For 2014, this model received more attention than any other bike in the KTM off-road line. The motor got many of the components that we saw on the 250 motocross bike last year, which is a powerhouse. Unlike the MX bike, the W has a six-speed gearbox, a kickstarter and a heavier crank. Like the other “W” models, it has PDS no-link rear suspension.
Price: $8599.
BETA 300RR/250RR
We were stunned with the quality and performance of the newly arrived Beta two-strokes last year. They return with larger fuel capacity and a few other changes, but they still feature an electric starter integrated within the cases, Sachs suspension and very high-quality components. The 250 is revvier; the 300 is smoother—your choice, same MSRP.
Prices: $7999/$7999.
The ‘Berg FE250 underwent big changes for 2014, which will most likely be its last year under the Husaberg name. The motor is now based more closely on the KTM 250SX-F motocross bike. The key differences are its bigger crank, kickstarter and six-speed gearbox. The FE chassis has link-less rear suspension and a WP 4CS fork that has rebound and compression damping in separate legs.
Price: $8649.
If you want a motocross bike with softer suspension and more range, this bike is for you.
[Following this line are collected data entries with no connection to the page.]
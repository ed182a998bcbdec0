// ==========================================
// 排班草案引擎 - 协同消息协议
// ==========================================
// 职责: 客户端/服务端消息的封闭枚举 (按 type 字段标记)
// 红线: 新增消息必须新增变体,由编译器保证穷举处理
// ==========================================

use crate::domain::collaboration::{
    ConflictResolution, EditConflict, EditLock, LockResource, PresenceInfo,
};
use crate::domain::edit_action::{Actor, EditAction};
use crate::domain::types::EditorActivity;
use serde::{Deserialize, Serialize};

/// 客户端 -> 会话
#[derive(Debug, Clone, PartialEq, Serialize, Deserialize)]
#[serde(tag = "type", rename_all = "snake_case")]
pub enum ClientMessage {
    Join {
        editor: Actor,
    },
    Presence {
        activity: EditorActivity,
        draft_id: Option<String>,
        shift_id: Option<String>,
    },
    AcquireLock {
        request_id: String,
        resource: LockResource,
    },
    ReleaseLock {
        resource: LockResource,
    },
    Edit {
        draft_id: String,
        edit: EditAction,
    },
    ResolveConflict {
        conflict_id: String,
        resolution: ConflictResolution,
    },
    Leave,
}

/// 会话 -> 客户端
#[derive(Debug, Clone, PartialEq, Serialize, Deserialize)]
#[serde(tag = "type", rename_all = "snake_case")]
pub enum ServerMessage {
    /// 当前在线编辑者全集 (接收方做差分)
    PresenceSnapshot {
        editors: Vec<PresenceInfo>,
    },
    /// 当前锁全集
    LockSnapshot {
        locks: Vec<EditLock>,
    },
    LockResult {
        request_id: String,
        granted: bool,
        holder: Option<Actor>,
    },
    /// 仅发给加锁失败的请求方
    LockConflict {
        resource: LockResource,
        holder: Actor,
    },
    EditApplied {
        draft_id: String,
        edit: EditAction,
    },
    ConflictDetected {
        conflict: EditConflict,
    },
    ConflictResolved {
        conflict_id: String,
        resolution: ConflictResolution,
        rejected_edit_ids: Vec<String>,
        resolved_by: Actor,
    },
    Error {
        message: String,
    },
}

impl ClientMessage {
    pub fn kind(&self) -> &'static str {
        match self {
            ClientMessage::Join { .. } => "join",
            ClientMessage::Presence { .. } => "presence",
            ClientMessage::AcquireLock { .. } => "acquire_lock",
            ClientMessage::ReleaseLock { .. } => "release_lock",
            ClientMessage::Edit { .. } => "edit",
            ClientMessage::ResolveConflict { .. } => "resolve_conflict",
            ClientMessage::Leave => "leave",
        }
    }
}

#[cfg(test)]
mod tests {
    use super::*;

    #[test]
    fn test_wire_format_is_tagged() {
        let msg = ClientMessage::ReleaseLock {
            resource: LockResource::shift("S1"),
        };
        let json = serde_json::to_value(&msg).unwrap();
        assert_eq!(json["type"], "release_lock");
        assert_eq!(json["resource"]["resource_type"], "shift");

        let parsed: ServerMessage =
            serde_json::from_str(r#"{"type":"error","message":"boom"}"#).unwrap();
        assert_eq!(
            parsed,
            ServerMessage::Error {
                message: "boom".to_string()
            }
        );
    }

    #[test]
    fn test_unknown_type_is_rejected() {
        assert!(serde_json::from_str::<ClientMessage>(r#"{"type":"shout"}"#).is_err());
    }
}
// ==========================================
// DraftAction - 归约动作
// ==========================================
#[derive(Debug, Clone)]
pub enum DraftAction {
    /// 加载草案 (成为新的基线,清空历史)
    Load(ScheduleDraft),
    Assign {
        shift_id: String,
        staff_id: String,
        staff_name: String,
        actor: Actor,
        /// 人工覆盖硬约束的说明
        override_note: Option<String>,
    },
    Unassign {
        assignment_id: String,
        actor: Actor,
    },
    Move {
        assignment_id: String,
        from_shift_id: String,
        to_shift_id: String,
        actor: Actor,
        override_note: Option<String>,
    },
    Undo,
    Redo,
    /// 丢弃全部编辑,恢复基线
    Reset,
    /// 应用其他编辑者的编辑 (保留原编辑ID)
    ApplyRemote(EditAction),
    /// 以补偿编辑回退某条已应用编辑 (冲突裁决)
    Revert { edit_id: String, actor: Actor },
}

/// 归约结果
#[derive(Debug, Clone, PartialEq)]
pub enum Transition {
    /// 无变化 (如重复分配)
    Unchanged,
    Loaded,
    Edited(EditAction),
    Undone(EditAction),
    Redone(EditAction),
    Reset,
}

impl Transition {
    pub fn is_changed(&self) -> bool {
        !matches!(self, Transition::Unchanged)
    }

    /// 触及的班次
    pub fn touched_shift_ids(&self) -> Vec<String> {
        match self {
            Transition::Edited(e) | Transition::Undone(e) | Transition::Redone(e) => e
                .touched_shift_ids()
                .into_iter()
                .map(str::to_string)
                .collect(),
            _ => Vec::new(),
        }
    }
}

// ==========================================
// DraftStateMachine
// ==========================================
#[derive(Debug, Clone, Default)]
pub struct DraftStateMachine {
    original: Option<ScheduleDraft>,
    current: Option<ScheduleDraft>,
    history: EditHistory,
}
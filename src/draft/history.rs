// ==========================================
// 排班草案引擎 - 线性编辑历史
// ==========================================
// 红线: 撤销后出现新编辑时丢弃 "未来" 的重做条目 (不分叉)
// ==========================================

use crate::domain::edit_action::EditAction;

#[derive(Debug, Clone, Default)]
pub struct EditHistory {
    actions: Vec<EditAction>,
    /// 已应用条目数 (historyIndex)
    index: usize,
}

impl EditHistory {
    /// 追加新编辑,截断重做分支
    pub fn push(&mut self, edit: EditAction) {
        self.actions.truncate(self.index);
        self.actions.push(edit);
        self.index = self.actions.len();
    }

    pub fn clear(&mut self) {
        self.actions.clear();
        self.index = 0;
    }

    pub fn index(&self) -> usize {
        self.index
    }

    pub fn len(&self) -> usize {
        self.actions.len()
    }

    pub fn is_empty(&self) -> bool {
        self.actions.is_empty()
    }

    pub fn can_undo(&self) -> bool {
        self.index > 0
    }

    pub fn can_redo(&self) -> bool {
        self.index < self.actions.len()
    }

    /// 下一次撤销的目标
    pub fn undo_target(&self) -> Option<&EditAction> {
        self.index.checked_sub(1).and_then(|i| self.actions.get(i))
    }

    /// 下一次重做的目标
    pub fn redo_target(&self) -> Option<&EditAction> {
        self.actions.get(self.index)
    }

    pub(crate) fn step_back(&mut self) {
        self.index = self.index.saturating_sub(1);
    }

    pub(crate) fn step_forward(&mut self) {
        self.index = (self.index + 1).min(self.actions.len());
    }

    /// 已应用的编辑 (0..index)
    pub fn applied(&self) -> &[EditAction] {
        &self.actions[..self.index]
    }

    /// 全部编辑 (含可重做部分)
    pub fn entries(&self) -> &[EditAction] {
        &self.actions
    }

    /// 在已应用部分中查找
    pub fn find_applied(&self, edit_id: &str) -> Option<&EditAction> {
        self.applied().iter().find(|e| e.edit_id == edit_id)
    }

    pub fn contains(&self, edit_id: &str) -> bool {
        self.actions.iter().any(|e| e.edit_id == edit_id)
    }
}
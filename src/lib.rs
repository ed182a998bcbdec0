// ==========================================
// 排班草案引擎 - 核心库
// ==========================================
// 技术栈: Rust + Tokio + SQLite
// 系统定位: 决策支持系统 (草案由人工审阅、编辑、发布)
// ==========================================

// ==========================================
// 模块声明
// ==========================================

// 领域层 - 实体与类型
pub mod domain;

// 数据仓储层 - 数据访问
pub mod repository;

// 引擎层 - 约束评估与分配排序
pub mod engine;

// 草案编辑层 - 状态机与自动同步
pub mod draft;

// 协同编辑层 - 在线状态/编辑锁/冲突裁决
pub mod collab;

// 发布层 - 发布编排
pub mod publish;

// 员工通知接口
pub mod notify;

// 配置层 - 系统配置
pub mod config;

// 数据库基础设施（连接初始化/PRAGMA 统一）
pub mod db;

// 日志系统
pub mod logging;

// API 层 - 业务接口
pub mod api;

// ==========================================
// 重导出核心类型
// ==========================================

// 领域实体
pub use domain::{
    Actor, Assignment, ConstraintViolation, DateRange, DraftStatus, EditAction, ScheduleDraft,
    Shift, ShiftStatus, StaffCandidate,
};

// 引擎
pub use engine::{AssignmentRanker, ConstraintEvaluator, GenerationRequest};

// 草案编辑与协同
pub use collab::{CollaborationClient, CollaborativeEditor, LocalHub};
pub use draft::{DraftAction, DraftStateMachine};

// 发布
pub use publish::PublishOrchestrator;

// API
pub use api::{ApiError, ApiResult, SchedulingApi};

// ==========================================
// 常量定义
// ==========================================

// 系统版本
pub const VERSION: &str = env!("CARGO_PKG_VERSION");

// 系统名称
pub const APP_NAME: &str = "排班草案引擎";
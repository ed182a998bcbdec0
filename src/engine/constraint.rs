// ==========================================
// 排班草案引擎 - 约束评估器
// ==========================================
// 红线: 硬约束 (技能/不可用/重叠) 阻断自动分配,仅允许人工覆盖并打标
// 红线: 软约束 (周工时/休息/连续天数/均衡/成本) 只产生警告与惩罚
// ==========================================
// 职责: 单笔分配校验 + 整份草案批量校验
// 输入: 班次 + 员工候选 + 已提交分配
// 输出: 违规列表 + 惩罚向量 + 置信度
// ==========================================

mod core;
mod rules;
mod timeline;

#[cfg(test)]
mod tests;

pub use core::ConstraintEvaluator;
pub(crate) use core::staff_lookup;
pub use timeline::{ScheduleIndex, TimelineEntry};
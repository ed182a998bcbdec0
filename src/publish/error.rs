// ==========================================
// 排班草案引擎 - 发布层错误类型
// ==========================================

use crate::domain::violation::ConstraintViolation;
use crate::repository::RepositoryError;
use thiserror::Error;

#[derive(Error, Debug)]
pub enum PublishError {
    #[error("草案不存在: {0}")]
    DraftNotFound(String),

    #[error("草案状态为 {status},不可发布")]
    InvalidState { status: String },

    /// 存在 error 级违规,草案状态未改变
    #[error("草案存在 {} 个阻断发布的违规", .violations.len())]
    Blocked { violations: Vec<ConstraintViolation> },

    #[error("发布写入失败: {0}")]
    Repository(#[from] RepositoryError),
}

pub type PublishOutcome<T> = Result<T, PublishError>;
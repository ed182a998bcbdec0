// ==========================================
// 排班草案引擎 - 协同编辑层
// ==========================================
// 职责: 多编辑者在线状态、编辑锁、冲突检测与裁决
// 红线: 跨客户端并发只经由消息传递处理,不共享内存锁
// ==========================================

pub mod client;
pub mod editor;
pub mod error;
pub mod hub;
pub mod messages;
pub mod reconnect;
pub mod session;
pub mod transport;

#[cfg(test)]
mod tests;

pub use client::{CollabEvent, CollaborationClient};
pub use editor::CollaborativeEditor;
pub use error::{CollabError, CollabResult};
pub use hub::LocalHub;
pub use messages::{ClientMessage, ServerMessage};
pub use reconnect::{Backoff, ConnectionState};
pub use session::{Audience, CollaborationSession, ConnectionId, Outbound};
pub use transport::{RealtimeTransport, TransportConnector, TransportLink};
// ==========================================
// 排班草案引擎 - 引擎层
// ==========================================
// 职责: 约束评估、分配排序、策略加权、生命周期事件
// 红线: Engine 不拼 SQL, 只通过 ScheduleStore 访问存储
// 红线: 所有自动分配必须输出理由与置信度
// ==========================================

pub mod cancel;
pub mod constraint;
pub mod error;
pub mod events;
pub mod oracle;
pub mod ranker;
pub mod strategy;

// 重导出核心引擎
pub use cancel::CancelSignal;
pub use constraint::{ConstraintEvaluator, ScheduleIndex};
pub use error::{EngineError, EngineResult};
pub use events::{
    DraftEvent, DraftEventPublisher, DraftEventType, NoOpEventPublisher, OptionalEventPublisher,
};
pub use oracle::{OracleContext, OracleError, OracleStatus, OracleSuggestion, RankingOracle};
pub use ranker::{
    AssignmentRanker, DiagnosticCode, GenerationOutcome, GenerationRequest, ShiftDiagnostic,
};
pub use strategy::{AssignmentStrategy, StrategyWeights};
// ==========================================
// 排班草案引擎 - 领域模型层
// ==========================================
// 职责: 定义领域实体、类型、值对象
// 红线: 不含数据访问逻辑,不含引擎逻辑
// ==========================================

pub mod collaboration;
pub mod draft;
pub mod edit_action;
pub mod shift;
pub mod staff;
pub mod types;
pub mod violation;

// 重导出核心类型
pub use collaboration::{ConflictResolution, EditConflict, EditLock, LockResource, PresenceInfo};
pub use draft::{DateRange, ScheduleDraft, ScheduleSnapshot, SpecialEvent, StaffNote};
pub use edit_action::{Actor, EditAction, EditKind, EditOperation};
pub use shift::{Assignment, Shift};
pub use staff::{AvailabilityWindow, StaffCandidate, UnavailablePeriod};
pub use types::{
    AssignmentStatus, ConstraintType, DraftOrigin, DraftStatus, EditorActivity, ResourceType,
    Severity, ShiftStatus,
};
pub use violation::{ConstraintViolation, DraftValidation, PenaltyVector, ValidationResult};
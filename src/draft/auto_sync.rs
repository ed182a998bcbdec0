// ==========================================
// 排班草案引擎 - 草案自动同步
// ==========================================
// 职责: 编辑静默一段时间后,把与上次同步不同的班次推送到存储
// 红线: 同步失败不回滚本地编辑,错误保留在状态中直到下次成功
// 红线: 同一时刻只有一次保存在途 (后续编辑由下一周期接管)
// ==========================================

use crate::config::SyncConfig;
use crate::domain::draft::ScheduleDraft;
use crate::domain::shift::Shift;
use crate::draft::error::{DraftError, DraftResult};
use crate::repository::ScheduleStore;
use chrono::{DateTime, Utc};
use serde::{Deserialize, Serialize};
use std::collections::HashMap;
use std::sync::Arc;
use std::time::Duration;
use tokio::sync::{watch, Mutex};
use tokio::task::JoinHandle;
use tokio::time::timeout;
use tracing::{debug, info, warn};

/// 同步状态 (可观察)
#[derive(Debug, Clone, Default, PartialEq, Serialize, Deserialize)]
pub struct SyncState {
    pub in_flight: bool,
    pub last_synced_at: Option<DateTime<Utc>>,
    pub sync_error: Option<String>,
    /// 累计推送的班次数
    pub synced_shift_count: usize,
}

// ==========================================
// SyncCore - 单次同步逻辑
// ==========================================
struct SyncCore {
    store: Arc<dyn ScheduleStore>,
    draft_id: String,
    /// 最近一次成功同步的班次内容 (锁同时串行化保存)
    synced: Mutex<HashMap<String, Shift>>,
    status: watch::Sender<SyncState>,
    save_timeout: Duration,
}

impl SyncCore {
    /// 推送与上次同步不同的班次
    ///
    /// # 返回
    /// - Ok(n): 推送的班次数 (0 表示无需同步)
    /// - Err(SyncFailed): 保存失败或超时
    async fn sync_once(&self, draft: &ScheduleDraft) -> DraftResult<usize> {
        let mut synced = self.synced.lock().await;
        let changed: Vec<Shift> = draft
            .shifts
            .iter()
            .filter(|s| synced.get(&s.shift_id) != Some(*s))
            .cloned()
            .collect();
        if changed.is_empty() {
            return Ok(0);
        }

        self.status.send_modify(|s| s.in_flight = true);
        debug!(draft_id = %self.draft_id, shifts = changed.len(), "开始同步草案");

        let outcome = match timeout(
            self.save_timeout,
            self.store.save_modified_shifts(&self.draft_id, &changed),
        )
        .await
        {
            Ok(Ok(())) => Ok(()),
            Ok(Err(e)) => Err(e.to_string()),
            Err(_) => Err(format!("保存超时 ({}ms)", self.save_timeout.as_millis())),
        };

        match outcome {
            Ok(()) => {
                let count = changed.len();
                for shift in changed {
                    synced.insert(shift.shift_id.clone(), shift);
                }
                self.status.send_modify(|s| {
                    s.in_flight = false;
                    s.last_synced_at = Some(Utc::now());
                    s.sync_error = None;
                    s.synced_shift_count += count;
                });
                info!(draft_id = %self.draft_id, shifts = count, "草案同步完成");
                Ok(count)
            }
            Err(message) => {
                self.status.send_modify(|s| {
                    s.in_flight = false;
                    s.sync_error = Some(message.clone());
                });
                warn!(draft_id = %self.draft_id, error = %message, "草案同步失败,保留本地编辑");
                Err(DraftError::SyncFailed(message))
            }
        }
    }
}

// ==========================================
// AutoSync - 防抖同步任务
// ==========================================
pub struct AutoSync {
    core: Arc<SyncCore>,
    edits: watch::Sender<ScheduleDraft>,
    task: JoinHandle<()>,
}

impl AutoSync {
    /// 启动同步任务
    ///
    /// # 参数
    /// - initial: 加载时的草案,视为已同步基线
    pub fn spawn(
        store: Arc<dyn ScheduleStore>,
        initial: &ScheduleDraft,
        config: &SyncConfig,
    ) -> Self {
        let synced = initial
            .shifts
            .iter()
            .map(|s| (s.shift_id.clone(), s.clone()))
            .collect();
        let (status, _) = watch::channel(SyncState::default());
        let core = Arc::new(SyncCore {
            store,
            draft_id: initial.draft_id.clone(),
            synced: Mutex::new(synced),
            status,
            save_timeout: config.save_timeout(),
        });

        let (edits, rx) = watch::channel(initial.clone());
        let task = tokio::spawn(run(core.clone(), rx, config.quiet_window()));
        Self { core, edits, task }
    }

    /// 通知一次本地编辑 (重置静默窗口)
    pub fn notify(&self, draft: &ScheduleDraft) {
        self.edits.send_replace(draft.clone());
    }

    /// 立即同步最新草案
    pub async fn flush(&self) -> DraftResult<usize> {
        let draft = self.edits.borrow().clone();
        self.core.sync_once(&draft).await
    }

    pub fn status(&self) -> SyncState {
        self.core.status.borrow().clone()
    }

    pub fn subscribe(&self) -> watch::Receiver<SyncState> {
        self.core.status.subscribe()
    }

    pub fn draft_id(&self) -> &str {
        &self.core.draft_id
    }
}

impl Drop for AutoSync {
    fn drop(&mut self) {
        self.task.abort();
    }
}

async fn run(core: Arc<SyncCore>, mut rx: watch::Receiver<ScheduleDraft>, quiet: Duration) {
    loop {
        if rx.changed().await.is_err() {
            return;
        }
        // 静默窗口内的新编辑重新计时
        let closed = loop {
            match timeout(quiet, rx.changed()).await {
                Ok(Ok(())) => continue,
                Ok(Err(_)) => break true,
                Err(_) => break false,
            }
        };

        let draft = rx.borrow_and_update().clone();
        // 失败已记录在状态中
        let _ = core.sync_once(&draft).await;
        if closed {
            return;
        }
    }
}
impl ClientShared {
    fn current_transport(&self) -> Option<Arc<dyn RealtimeTransport>> {
        guard(&self.transport).clone()
    }

    fn emit(&self, event: CollabEvent) {
        // 无订阅者时丢弃
        let _ = self.events.send(event);
    }

    fn set_state(&self, state: ConnectionState) {
        let changed = self.state.send_if_modified(|current| {
            if *current == state {
                return false;
            }
            *current = state.clone();
            true
        });
        if changed {
            self.emit(CollabEvent::ConnectionChanged(state));
        }
    }

    /// 连接断开: 丢弃通道,未决加锁请求以 false 结束
    fn link_lost(&self) {
        guard(&self.transport).take();
        guard(&self.pending_locks).clear();
    }

    fn handle(&self, message: ServerMessage) {
        match message {
            ServerMessage::PresenceSnapshot { editors } => {
                let next: BTreeMap<String, PresenceInfo> = editors
                    .into_iter()
                    .filter(|p| p.editor.actor_id != self.editor.actor_id)
                    .map(|p| (p.editor.actor_id.clone(), p))
                    .collect();
                let (joined, left) = {
                    let mut view = guard(&self.view);
                    let joined: Vec<Actor> = next
                        .iter()
                        .filter(|(id, _)| !view.presence.contains_key(*id))
                        .map(|(_, p)| p.editor.clone())
                        .collect();
                    let left: Vec<Actor> = view
                        .presence
                        .iter()
                        .filter(|(id, _)| !next.contains_key(*id))
                        .map(|(_, p)| p.editor.clone())
                        .collect();
                    view.presence = next;
                    (joined, left)
                };
                for actor in joined {
                    self.emit(CollabEvent::EditorJoined(actor));
                }
                for actor in left {
                    self.emit(CollabEvent::EditorLeft(actor));
                }
            }
            ServerMessage::LockSnapshot { locks } => {
                guard(&self.view).locks = locks;
            }
            ServerMessage::LockResult {
                request_id,
                granted,
                ..
            } => {
                let pending = guard(&self.pending_locks).remove(&request_id);
                if let Some(tx) = pending {
                    let _ = tx.send(granted);
                }
            }
            ServerMessage::LockConflict { resource, holder } => {
                self.emit(CollabEvent::LockConflict { resource, holder });
            }
            ServerMessage::EditApplied { draft_id, edit } => {
                self.emit(CollabEvent::RemoteEdit { draft_id, edit });
            }
            ServerMessage::ConflictDetected { conflict } => {
                let is_new = guard(&self.view)
                    .conflicts
                    .insert(conflict.conflict_id.clone(), conflict.clone())
                    .is_none();
                if is_new {
                    self.emit(CollabEvent::ConflictDetected(conflict));
                }
            }
            ServerMessage::ConflictResolved {
                conflict_id,
                resolution,
                rejected_edit_ids,
                resolved_by,
            } => {
                let known = guard(&self.view).conflicts.remove(&conflict_id).is_some();
                if known {
                    self.emit(CollabEvent::ConflictResolved {
                        conflict_id,
                        resolution,
                        rejected_edit_ids,
                        resolved_by,
                    });
                }
            }
            ServerMessage::Error { message } => {
                warn!(editor_id = %self.editor.actor_id, error = %message, "协同会话返回错误");
                self.emit(CollabEvent::ServerError(message));
            }
        }
    }
}

/// 建立连接 (含退避重试)
async fn establish(
    shared: &Arc<ClientShared>,
) -> CollabResult<mpsc::UnboundedReceiver<ServerMessage>> {
    let mut backoff = Backoff::new(shared.config.reconnect.clone());
    loop {
        let attempt = match shared.connector.connect(&shared.editor).await {
            Ok(link) => {
                let transport: Arc<dyn RealtimeTransport> = Arc::from(link.outbound);
                match announce(shared, transport.as_ref()).await {
                    Ok(activity) => {
                        *guard(&shared.transport) = Some(transport);
                        shared.set_state(ConnectionState::Connected { activity });
                        info!(editor_id = %shared.editor.actor_id, "已连接协同会话");
                        return Ok(link.inbound);
                    }
                    Err(e) => e,
                }
            }
            Err(e) => e,
        };

        let Some(delay) = backoff.next_delay() else {
            let tries = backoff.attempts() + 1;
            warn!(editor_id = %shared.editor.actor_id, tries, error = %attempt, "重连次数耗尽");
            shared.set_state(ConnectionState::ConnectionError {
                message: attempt.to_string(),
            });
            return Err(CollabError::ReconnectExhausted {
                attempts: tries,
                last_error: attempt.to_string(),
            });
        };
        debug!(
            editor_id = %shared.editor.actor_id,
            attempt = backoff.attempts(),
            delay_ms = delay.as_millis() as u64,
            error = %attempt,
            "连接失败,等待重试"
        );
        shared.set_state(ConnectionState::Reconnecting {
            attempt: backoff.attempts(),
        });
        sleep(delay).await;
        if shared.closing.load(Ordering::SeqCst) {
            return Err(CollabError::NotConnected);
        }
    }
}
The KTM XC models are designed for fast trail riding, off-road racing and the occasional venture onto a motocross track. The 250XC-F gets a five-speed gearbox this year, which replaces the six-speed. It revs to 14,000 rpm, so shifting can be delayed a long time.
Price: $8599.
This is a modern classic. KTM’s 250cc two-stroke off-road bike had an unbroken winning streak in the Dirt Bike 250 Enduro shootout for something like 15 years—until we simply stopped doing it. The bike is still around today, but with electric starting, a diaphragm clutch, a modern WP fork and no-link rear suspension.
Price: $8299.
With four-strokes, fuel injection and digital brains getting all the attention, the pure, simple effectiveness of the two-stroke KTM 200 can easily be overlooked. This motorcycle is still one of the very best for conquering tough trails and demands very little from the rider. Now it has an electric starter—even purists won’t object to that.
Price: $7599.
The small-displacement off-road bike has never been a rich category in America. The KTM 150XC breaks that tradition. It’s based on a 125 motocross bike, but its larger bore and stroke give it just enough extra power to make it fun on the trail. Oddly enough, it isn’t kids who line up for the 150. It’s their dads.
Price: $7199.
Honda’s 230F trail bike motor has a strong resemblance to the XLs, XRs and even SL models of Honda’s past. That’s good, because the current Honda empire was built on the reliability of those engines. The 230 is a carbureted, air-cooled two-valver, but it has electric start, and that makes it a hit with the current generation of new riders. No kickstarter.
Price: $4170.
Prices don’t have to go up every year. Yamaha’s beginner-friendly TT-R230 is still holding its 2013 price, which was only $50 more than in 2012. This is an electric-start four-stroke with a reasonable seat height, a manual clutch and a five-speed gearbox. The motor has been around so long it probably powered a chariot.
Price: $3990.

For the 2014 MX bike buyer’s guide, click here.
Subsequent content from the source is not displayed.